Светская, молодая летами дама, как видно, любящая, чтобы всё было красиво,в несколько минут формального визита к больному юнкеру не почувствовала его души. Анненкова и десятилетия спустя, в пору этих своих воспоминаний, так и не разобралась в нём. Сказала обязательные слова о таланте (к тому времени уже всеми признанном), а на душе осталось прежнее, первое чувство: злой карлик…
Вырванный из привычной домашней жизни, где были уединение, книги, женское окружение, влюбленности, словом, тот, почти ничем не стеснённый досуг, что только и нужен прихотливой творческой воле, и помещённый на целых два года в общество из трёхсот горячих голов, в большинстве юных лентяев и повес, Лермонтов так изменился в поведении, что уже казался совсем другим человеком — как своим тогдашним знакомым, так и поколениям исследователей его жизни. Кто-то думал: это он приспосабливался, приноравливался к сверстникам, но так ли это? Ни лукавства, ни лицемерия никогда в нём не было — но только искренность, простодушие, богатство натуры. А что и как порой раскрывается в человеке — это никому не известно…

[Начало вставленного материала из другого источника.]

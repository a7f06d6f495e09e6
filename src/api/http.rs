//! HTTP implementation of [`StatusApi`] on top of reqwest.

use std::time::Duration;

use async_trait::async_trait;
use reqwest::header::{HeaderMap, HeaderValue, CONTENT_TYPE};
use reqwest::{Client, RequestBuilder, Response, StatusCode};
use serde::de::DeserializeOwned;
use tracing::debug;

use super::{HealthCheckRecord, NewService, Service, ServiceId, StatusApi};
use crate::error::ApiError;

/// Base URL used when none is configured.
pub const DEFAULT_API_URL: &str = "http://localhost:8000/api/v1";

/// Status API client speaking JSON over HTTP.
#[derive(Debug, Clone)]
pub struct HttpStatusApi {
    client: Client,
    endpoint: String,
    description: String,
}

impl HttpStatusApi {
    /// Create a new builder for configuring the client.
    pub fn builder() -> HttpStatusApiBuilder {
        HttpStatusApiBuilder::default()
    }

    /// Returns the base URL requests are made against.
    pub fn endpoint(&self) -> &str {
        &self.endpoint
    }

    fn url(&self, path: &str) -> String {
        format!("{}{}", self.endpoint, path)
    }

    /// Send the request and turn any non-2xx status into an error.
    async fn execute(&self, request: RequestBuilder) -> Result<Response, ApiError> {
        let response = request.send().await?;

        let status = response.status();
        if !status.is_success() {
            return Err(ApiError::Status {
                status: status.as_u16(),
                reason: status.canonical_reason().unwrap_or("Unknown").to_string(),
            });
        }

        Ok(response)
    }

    /// Send the request and decode a JSON body. `204 No Content` yields `None`.
    async fn fetch_json<T: DeserializeOwned>(
        &self,
        request: RequestBuilder,
    ) -> Result<Option<T>, ApiError> {
        let response = self.execute(request).await?;
        if response.status() == StatusCode::NO_CONTENT {
            return Ok(None);
        }
        let body = response.json::<T>().await.map_err(|e| ApiError::Decode(e.to_string()))?;
        Ok(Some(body))
    }
}

#[async_trait]
impl StatusApi for HttpStatusApi {
    async fn list_services(&self) -> Result<Vec<Service>, ApiError> {
        let request = self.client.get(self.url("/services"));
        Ok(self.fetch_json(request).await?.unwrap_or_default())
    }

    async fn create_service(&self, new: &NewService) -> Result<Service, ApiError> {
        let request = self.client.post(self.url("/services")).json(new);
        self.fetch_json(request)
            .await?
            .ok_or_else(|| ApiError::Decode("empty response to create".to_string()))
    }

    async fn delete_service(&self, id: ServiceId) -> Result<(), ApiError> {
        let request = self.client.delete(self.url(&format!("/services/{}", id)));
        self.execute(request).await?;
        Ok(())
    }

    async fn history(
        &self,
        id: ServiceId,
        limit: usize,
    ) -> Result<Vec<HealthCheckRecord>, ApiError> {
        debug!(service_id = %id, limit, "fetching history");
        let request = self
            .client
            .get(self.url(&format!("/services/{}/history?limit={}", id, limit)));
        Ok(self.fetch_json(request).await?.unwrap_or_default())
    }

    fn description(&self) -> &str {
        &self.description
    }
}

/// Builder for [`HttpStatusApi`].
#[derive(Debug, Default)]
pub struct HttpStatusApiBuilder {
    endpoint: Option<String>,
    timeout: Option<Duration>,
}

impl HttpStatusApiBuilder {
    /// Set the API base URL (e.g., "http://localhost:8000/api/v1").
    pub fn endpoint(mut self, endpoint: impl Into<String>) -> Self {
        self.endpoint = Some(endpoint.into());
        self
    }

    /// Set the request timeout (default: 10 seconds).
    pub fn timeout(mut self, timeout: Duration) -> Self {
        self.timeout = Some(timeout);
        self
    }

    /// Build the client.
    pub fn build(self) -> Result<HttpStatusApi, ApiError> {
        let timeout = self.timeout.unwrap_or(Duration::from_secs(10));

        let mut headers = HeaderMap::new();
        headers.insert(CONTENT_TYPE, HeaderValue::from_static("application/json"));

        let client = Client::builder()
            .timeout(timeout)
            .default_headers(headers)
            .user_agent(format!("sla-watch/{}", env!("CARGO_PKG_VERSION")))
            .build()
            .map_err(|e| ApiError::Transport(e.to_string()))?;

        let endpoint = self
            .endpoint
            .unwrap_or_else(|| DEFAULT_API_URL.to_string())
            .trim_end_matches('/')
            .to_string();
        let description = format!("api: {}", endpoint);

        Ok(HttpStatusApi {
            client,
            endpoint,
            description,
        })
    }
}
//! # sla-watch
//!
//! A terminal dashboard and library for tracking the health of monitored HTTP
//! services through a status API.
//!
//! The status server performs the checks; this crate keeps a live client-side
//! view of them. It polls the service roster and each service's recent check
//! history, derives uptime, latency and severity, and lets the user add and
//! delete services.
//!
//! ## Architecture
//!
//! ```text
//! ┌──────────────────────────────────────────────────────────────┐
//! │                         Application                          │
//! │  ┌─────────┐    ┌───────────┐    ┌─────────┐    ┌──────────┐ │
//! │  │  app    │───▶│  engine   │───▶│  data   │───▶│    ui    │ │
//! │  │ (input) │    │(Dashboard)│    │(metrics)│    │(ratatui) │ │
//! │  └─────────┘    └─────┬─────┘    └─────────┘    └──────────┘ │
//! │                       │                                      │
//! │                       ▼                                      │
//! │                  ┌─────────┐                                 │
//! │                  │   api   │◀── HttpStatusApi (reqwest)      │
//! │                  └─────────┘                                 │
//! └──────────────────────────────────────────────────────────────┘
//! ```
//!
//! - **[`api`]**: Wire types and the [`StatusApi`] trait, with an HTTP implementation
//! - **[`engine`]**: Adaptive history pollers, the roster poller, add/delete
//!   commands, card interaction state and the [`Dashboard`] that owns it all
//! - **[`data`]**: History storage and the uptime/latency/severity calculations
//! - **[`config`]**: Layered settings (file, environment, command line)
//! - **[`app`]** / **[`events`]** / **[`ui`]**: The terminal front end
//!
//! ## Usage
//!
//! ### As a CLI tool
//!
//! ```bash
//! # Watch the default local status server
//! sla-watch
//!
//! # Point at another server and log at debug level
//! sla-watch --api-url https://status.example.com/api/v1 --log-level debug
//! ```
//!
//! ### As a library
//!
//! ```no_run
//! use std::sync::Arc;
//! use sla_watch::{Dashboard, EngineConfig, HttpStatusApi};
//!
//! # tokio_test::block_on(async {
//! let api = HttpStatusApi::builder()
//!     .endpoint("http://localhost:8000/api/v1")
//!     .build()
//!     .unwrap();
//!
//! let mut dashboard = Dashboard::new(Arc::new(api), EngineConfig::default());
//! dashboard.start();
//!
//! while dashboard.next_event().await {
//!     for card in dashboard.cards() {
//!         println!("{} {:?}", card.service.name, card.aggregate.uptime_pct);
//!     }
//! }
//! # });
//! ```

pub mod api;
pub mod app;
pub mod config;
pub mod data;
pub mod engine;
pub mod error;
pub mod events;
pub mod ui;

// Re-export main types for convenience
pub use api::{HealthCheckRecord, HttpStatusApi, Service, ServiceId, StatusApi};
pub use app::App;
pub use config::Settings;
pub use data::{AggregateView, HistoryStore, Severity};
pub use engine::{Dashboard, EngineConfig, EngineEvent};
pub use error::{ApiError, CommandError, ValidationError};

Ещё вчера на студенческой скамье угрюмый одиночка, редко и разборчиво выбирающий себе товарищей, — теперь же, в школе, он «скачет» по паркету спальной комнаты во главе «Нумидийского эскадрона» — цепочки великовозрастных недорослей-юнкеров, плотно взявшихся за руки, которая сшибает на пол всех зазевавшихся новичков, встреченных на пути.
Прежде вечно отстранённый ото всех и погружённый в свои думы, с книгою в руках, — тут он живо участвует в повседневной жизни товарищей, «хорош со всеми», но некоторых из юнкеров чуть ли не преследует своими злыми насмешками… но, заметим, за что?.. — «за всё ложное, натянутое и неестественное, что никакие мог переносить» (А. М. Меринский).
Недавно ещё, среди студентов, мрачный молчун — отныне он по вечерам в шумном кругу будущих гусар и пехотинцев: поёт романсы у старого рояля, и «очень хорошо»; но когда молодые воины затягивают что-то хором, он вдруг, пресерьёзно и прегромко, запевает совсем другую песню, сбивая с такта горластый хор — кто-то ругается, шум, гам, хохот, весёлый беспорядок!..
Или вот они с увальнем-силачом Карачинским, что с лёгкостью гнул шомполы гусарских карабинов, в окружении друзей состязаются, кто искуснее и быстрее завяжет шомпол в узел. И вдруг в залу входит командир школы Шлиппенбах. Поражённый зрелищем, возмущается: «Ну, не стыдно ли вам так ребячиться? Дети, что ли, вы, чтобы так шалить!.. Ступайте под арест»… Сутки в карцере, вновь свобода. И Лермонтов «презабавно» рассказывает всем любопытствующим про эту историю, повторяя с громким хохотом: «Хороши дети — из железных шомполов вязать узлы!»